EXERCISE DIRECTIONS.
For each line below that contains the word "mpsc", return that line.

INFORMATION PROVIDED.

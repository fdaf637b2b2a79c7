//! UI utilities for the client.

use std::io::Write;

/// Redisplay the prompt after printing a server event
pub fn redisplay_prompt(label: &str) {
    print!("{}> ", label);
    std::io::stdout().flush().ok();
}
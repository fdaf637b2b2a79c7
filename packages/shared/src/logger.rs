//! Logging setup utilities for the Studyhall binaries.

use tracing_subscriber::{layer::SubscriberExt, util::SubscriberInitExt};

/// Initialize the tracing subscriber with the specified default log level.
///
/// This function sets up logging for the Studyhall library crates and the binary.
/// The log level can be overridden using the `RUST_LOG` environment variable.
///
/// # Arguments
///
/// * `binary_name` - The name of the binary (e.g., "studyhall-server")
/// * `default_level` - The default log level (e.g., "debug", "info", "warn", "error")
///
/// # Examples
///
/// ```no_run
/// use studyhall_shared::logger::setup_logger;
///
/// setup_logger("studyhall-server", "debug");
/// ```
pub fn setup_logger(binary_name: &str, default_log_level: &str) {
    tracing_subscriber::registry()
        .with(
            tracing_subscriber::EnvFilter::try_from_default_env()
                .unwrap_or_else(|_| default_filter(binary_name, default_log_level).into()),
        )
        .with(tracing_subscriber::fmt::layer())
        .init();
}

/// Build the filter directive used when `RUST_LOG` is not set.
fn default_filter(binary_name: &str, default_log_level: &str) -> String {
    let binary_target = binary_name.replace('-', "_");
    [
        "studyhall_shared",
        "studyhall_server",
        "studyhall_client",
        "tower_http",
    ]
    .iter()
    .map(|target| format!("{}={}", target, default_log_level))
    .chain(std::iter::once(format!(
        "{}={}",
        binary_target, default_log_level
    )))
    .collect::<Vec<_>>()
    .join(",")
}
//! WebSocket connection handlers.
//!
//! 1 本のソケットに対して次の 2 つのタスクを動かす:
//!
//! - 送信タスク（`pusher_loop`）: MessagePusher から届いたフレームと定期的な ping を書き込む
//! - 受信タスク（`receive_loop`）: フレームを `InboundEvent` に変換してディスパッチャへ送る
//!
//! どちらかが終わった時点でソケットの終了とみなす。close フレームを受け取った場合は
//! 明示的な切断、それ以外（エラー・ストリームの終端）はトランスポートの喪失として報告する。

use std::{sync::Arc, time::Duration};

use axum::{
    extract::{
        Query, State,
        ws::{Message, WebSocket, WebSocketUpgrade},
    },
    response::IntoResponse,
};
use futures_util::{
    sink::SinkExt,
    stream::{SplitSink, SplitStream, StreamExt},
};
use serde::Deserialize;
use tokio::{sync::mpsc, task::JoinHandle};

use crate::{
    domain::ResumeToken,
    infrastructure::dto::websocket::{ClientEvent, ServerEvent},
    ui::state::AppState,
    usecase::{Attachment, HubHandle, InboundEvent},
};

/// 無通信の中継機器に切られないよう ping を送る間隔
pub const PING_INTERVAL: Duration = Duration::from_secs(25);

/// Query parameters for WebSocket connection
#[derive(Debug, Deserialize)]
pub struct ConnectQuery {
    /// 再開したいセッションのトークン（前回の `session` イベントで受け取った `resumeToken`）
    pub session: Option<String>,
}

/// ソケットが終了した理由
#[derive(Debug, Clone, Copy, PartialEq, Eq)]
enum Departure {
    /// close フレームによる明示的な切断
    Closed,
    /// close フレームを伴わない終了（回復ウィンドウの対象）
    Lost,
}

pub async fn websocket_handler(
    ws: WebSocketUpgrade,
    State(state): State<Arc<AppState>>,
    Query(query): Query<ConnectQuery>,
) -> impl IntoResponse {
    // 空のトークンは「未知のセッション」と同じく新規接続として扱う
    let resume = query
        .session
        .as_deref()
        .and_then(ResumeToken::parse);
    ws.on_upgrade(move |socket| handle_socket(socket, state, resume))
}

async fn handle_socket(socket: WebSocket, state: Arc<AppState>, resume: Option<ResumeToken>) {
    let (tx, rx) = mpsc::unbounded_channel();
    let attachment = match state.hub.connect(resume, tx).await {
        Ok(attachment) => attachment,
        Err(e) => {
            tracing::error!("Failed to attach socket: {}", e);
            return;
        }
    };

    let (mut sender, receiver) = socket.split();

    // 最初のフレームは session。再開時のバックログは rx 側に溜まっているので、この後に流れる
    let greeting = ServerEvent::from(&attachment);
    let greeted = match serde_json::to_string(&greeting) {
        Ok(json) => sender.send(Message::Text(json.into())).await.is_ok(),
        Err(e) => {
            tracing::error!("Failed to serialize session event: {}", e);
            false
        }
    };
    if !greeted {
        report(&state.hub, &attachment, Departure::Lost);
        return;
    }

    let mut send_task = pusher_loop(rx, sender);
    let mut recv_task = tokio::spawn(receive_loop(
        receiver,
        state.hub.clone(),
        attachment.clone(),
    ));

    // If any one of the tasks completes, abort the other
    let departure = tokio::select! {
        result = &mut recv_task => {
            send_task.abort();
            result.unwrap_or(Departure::Lost)
        }
        _ = &mut send_task => {
            recv_task.abort();
            Departure::Lost
        }
    };

    report(&state.hub, &attachment, departure);
}

fn report(hub: &HubHandle, attachment: &Attachment, departure: Departure) {
    let result = match departure {
        Departure::Closed => hub.disconnect(attachment),
        Departure::Lost => hub.transport_lost(attachment),
    };
    if let Err(e) = result {
        tracing::warn!(
            "Failed to report departure of '{}': {}",
            attachment.connection_id,
            e
        );
    }
}

/// Spawns a task that drains the pusher channel into the WebSocket sink.
///
/// The channel closes when the session is torn down or taken over by a newer
/// socket, which ends this task.
fn pusher_loop(
    mut rx: mpsc::UnboundedReceiver<String>,
    mut sender: SplitSink<WebSocket, Message>,
) -> JoinHandle<()> {
    tokio::spawn(async move {
        let mut ping = tokio::time::interval(PING_INTERVAL);
        // 最初の tick は即座に完了する
        ping.tick().await;

        loop {
            tokio::select! {
                frame = rx.recv() => {
                    let Some(frame) = frame else { break };
                    if sender.send(Message::Text(frame.into())).await.is_err() {
                        break;
                    }
                }
                _ = ping.tick() => {
                    if sender.send(Message::Ping(Default::default())).await.is_err() {
                        break;
                    }
                }
            }
        }
    })
}

async fn receive_loop(
    mut receiver: SplitStream<WebSocket>,
    hub: HubHandle,
    attachment: Attachment,
) -> Departure {
    while let Some(frame) = receiver.next().await {
        let frame = match frame {
            Ok(frame) => frame,
            Err(e) => {
                tracing::warn!("WebSocket error on '{}': {}", attachment.connection_id, e);
                return Departure::Lost;
            }
        };

        let event = match frame {
            Message::Text(text) => {
                tracing::debug!(
                    "Received text from '{}': {}",
                    attachment.connection_id,
                    text.as_str()
                );
                parse_client_frame(text.as_str())
            }
            Message::Binary(_) => InboundEvent::Malformed {
                reason: "binary frames are not supported".to_string(),
            },
            Message::Close(_) => {
                tracing::info!("Client '{}' requested close", attachment.connection_id);
                return Departure::Closed;
            }
            Message::Ping(_) | Message::Pong(_) => continue,
        };

        if hub.dispatch(&attachment, event).is_err() {
            tracing::error!("Hub dispatcher is gone; dropping '{}'", attachment.connection_id);
            return Departure::Lost;
        }
    }

    Departure::Lost
}

/// テキストフレームを解釈する。JSON として不正、または未知の type なら `Malformed`
pub fn parse_client_frame(text: &str) -> InboundEvent {
    match serde_json::from_str::<ClientEvent>(text) {
        Ok(event) => event.into(),
        Err(e) => InboundEvent::Malformed {
            reason: e.to_string(),
        },
    }
}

SOLUTION FOR THIS PROBLEM.
use tokio::{sync::mpsc, task::JoinHandle};
    let (tx, rx) = mpsc::unbounded_channel();
    mut rx: mpsc::UnboundedReceiver<String>,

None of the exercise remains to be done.